BEGIN

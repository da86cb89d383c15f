// SPDX-License-Identifier: PMPL-1.0-or-later
// Copyright (c) 2026 Jonathan D.A. Jewell (hyperpolymath) <jonathan.jewell@open.ac.uk>
//
// Stub bridge for desktop/CI builds where native mobile APIs are unavailable.
//
// Instead of failing, the stub keeps an in-memory model of the host: a
// notification registry keyed by id and a single task stack that honours the
// activity-launch flags. Tests drive the alarm service against it.

use std::collections::{BTreeMap, VecDeque};
use std::sync::atomic::{AtomicBool, Ordering};
use std::sync::{Mutex, MutexGuard};

use lightalarm_core::error::{AlarmBridgeError, Result};
use lightalarm_core::types::{
    IntentFlags, NotificationChannelSpec, NotificationId, NotificationSpec,
};

use crate::traits::*;

/// Component name used for the app's main window in the simulated task.
pub const MAIN_ACTIVITY: &str = "MainActivity";

/// Number of recent activity starts kept for inspection.
pub const LAUNCH_HISTORY: usize = 32;

/// One activity instance in the simulated task stack.
#[derive(Debug, Clone, PartialEq, Eq)]
pub struct ActivityRecord {
    pub component: String,
    /// Monotonic instance number; a new number means a new window.
    pub instance: u32,
    /// Times this instance received a new intent instead of being recreated.
    pub new_intents: u32,
}

#[derive(Debug, Default)]
struct StubState {
    channels: BTreeMap<String, NotificationChannelSpec>,
    channel_registrations: usize,
    notifications: BTreeMap<NotificationId, NotificationSpec>,
    task: Vec<ActivityRecord>,
    launches: VecDeque<IntentFlags>,
    next_instance: u32,
}

impl StubState {
    fn new_record(&mut self, component: &str) -> ActivityRecord {
        self.next_instance += 1;
        ActivityRecord {
            component: component.to_owned(),
            instance: self.next_instance,
            new_intents: 0,
        }
    }
}

/// In-memory bridge returned on non-mobile platforms.
#[derive(Debug)]
pub struct StubBridge {
    state: Mutex<StubState>,
    requires_channel: bool,
    deny_notifications: AtomicBool,
    deny_activity_starts: AtomicBool,
}

impl Default for StubBridge {
    fn default() -> Self {
        Self::new()
    }
}

impl StubBridge {
    /// A host that requires notification channels (API 26+ behaviour).
    pub fn new() -> Self {
        Self::with_channel_support(true)
    }

    /// A host that predates notification channels.
    pub fn legacy() -> Self {
        Self::with_channel_support(false)
    }

    fn with_channel_support(requires_channel: bool) -> Self {
        Self {
            state: Mutex::new(StubState::default()),
            requires_channel,
            deny_notifications: AtomicBool::new(false),
            deny_activity_starts: AtomicBool::new(false),
        }
    }

    /// Simulate the user revoking (or granting) the notification permission.
    pub fn set_notifications_denied(&self, denied: bool) {
        self.deny_notifications.store(denied, Ordering::SeqCst);
    }

    /// Simulate the host blocking background activity starts.
    pub fn set_activity_starts_blocked(&self, blocked: bool) {
        self.deny_activity_starts.store(blocked, Ordering::SeqCst);
    }

    /// Put another activity on top of the task, e.g. a settings screen.
    pub fn push_activity(&self, component: &str) {
        let mut state = self.inspect();
        let record = state.new_record(component);
        state.task.push(record);
    }

    /// Currently posted notification with `id`.
    pub fn notification(&self, id: NotificationId) -> Option<NotificationSpec> {
        self.inspect().notifications.get(&id).cloned()
    }

    /// Number of posted notifications.
    pub fn notification_count(&self) -> usize {
        self.inspect().notifications.len()
    }

    /// Registered channel with `id`.
    pub fn channel(&self, id: &str) -> Option<NotificationChannelSpec> {
        self.inspect().channels.get(id).cloned()
    }

    /// How many times a channel registration reached the host.
    pub fn channel_registrations(&self) -> usize {
        self.inspect().channel_registrations
    }

    /// Snapshot of the task stack, bottom first.
    pub fn task(&self) -> Vec<ActivityRecord> {
        self.inspect().task.clone()
    }

    /// Flags of the most recent accepted activity starts (at most
    /// [`LAUNCH_HISTORY`]), oldest first.
    pub fn launches(&self) -> Vec<IntentFlags> {
        self.inspect().launches.iter().copied().collect()
    }

    fn lock(&self) -> Result<MutexGuard<'_, StubState>> {
        self.state
            .lock()
            .map_err(|_| AlarmBridgeError::Bridge("stub state lock poisoned".into()))
    }

    // Inspection helpers stay usable after a panicking test poisoned the lock.
    fn inspect(&self) -> MutexGuard<'_, StubState> {
        self.state.lock().unwrap_or_else(|poisoned| poisoned.into_inner())
    }
}

impl PlatformBridge for StubBridge {
    fn platform_name(&self) -> &str {
        "Desktop (stub)"
    }
}

impl NativeNotifications for StubBridge {
    fn requires_notification_channel(&self) -> bool {
        self.requires_channel
    }

    fn create_notification_channel(&self, channel: &NotificationChannelSpec) -> Result<()> {
        let mut state = self.lock()?;
        state.channel_registrations += 1;
        state.channels.insert(channel.id.clone(), channel.clone());
        tracing::debug!(channel = %channel.id, "stub: notification channel registered");
        Ok(())
    }

    fn post_notification(&self, notification: &NotificationSpec) -> Result<()> {
        if self.deny_notifications.load(Ordering::SeqCst) {
            return Err(AlarmBridgeError::PermissionDenied);
        }
        let mut state = self.lock()?;
        if self.requires_channel && !state.channels.contains_key(&notification.channel_id) {
            // Android drops notifications posted to unknown channels.
            return Err(AlarmBridgeError::Bridge(format!(
                "no notification channel `{}`",
                notification.channel_id
            )));
        }
        state.notifications.insert(notification.id, notification.clone());
        tracing::debug!(id = %notification.id, title = %notification.title, "stub: notification posted");
        Ok(())
    }

    fn cancel_notification(&self, id: NotificationId) -> Result<()> {
        let removed = self.lock()?.notifications.remove(&id).is_some();
        tracing::debug!(%id, removed, "stub: notification cancelled");
        Ok(())
    }
}

impl NativeWindow for StubBridge {
    fn start_main_activity(&self, flags: IntentFlags) -> Result<()> {
        if self.deny_activity_starts.load(Ordering::SeqCst) {
            return Err(AlarmBridgeError::Bridge(
                "background activity start blocked".into(),
            ));
        }

        let mut state = self.lock()?;
        if state.launches.len() == LAUNCH_HISTORY {
            state.launches.pop_front();
        }
        state.launches.push_back(flags);

        if flags.contains(IntentFlags::NEW_TASK) && flags.contains(IntentFlags::CLEAR_TASK) {
            state.task.clear();
            let record = state.new_record(MAIN_ACTIVITY);
            state.task.push(record);
            return Ok(());
        }

        let existing = state.task.iter().rposition(|r| r.component == MAIN_ACTIVITY);
        match existing {
            Some(idx) if flags.contains(IntentFlags::CLEAR_TOP) => {
                state.task.truncate(idx + 1);
                if flags.contains(IntentFlags::SINGLE_TOP) {
                    state.task[idx].new_intents += 1;
                } else {
                    // Without SINGLE_TOP the cleared-to instance is recreated.
                    let record = state.new_record(MAIN_ACTIVITY);
                    state.task[idx] = record;
                }
            }
            Some(idx) if flags.contains(IntentFlags::SINGLE_TOP) && idx + 1 == state.task.len() => {
                state.task[idx].new_intents += 1;
            }
            _ => {
                let record = state.new_record(MAIN_ACTIVITY);
                state.task.push(record);
            }
        }
        Ok(())
    }
}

END

→ What you will do
Look above and repeat, character for character, the lines from the first one to the line with "service against it.", counting both.

→ The answer
repository da86cb89d383c15f
// SPDX-License-Identifier: PMPL-1.0-or-later
// Copyright (c) 2026 Jonathan D.A. Jewell (hyperpolymath) <jonathan.jewell@open.ac.uk>
//
// Stub bridge for desktop/CI builds where native mobile APIs are unavailable.
//
// Instead of failing, the stub keeps an in-memory model of the host: a
// notification registry keyed by id and a single task stack that honours the
// activity-launch flags. Tests drive the alarm service against it.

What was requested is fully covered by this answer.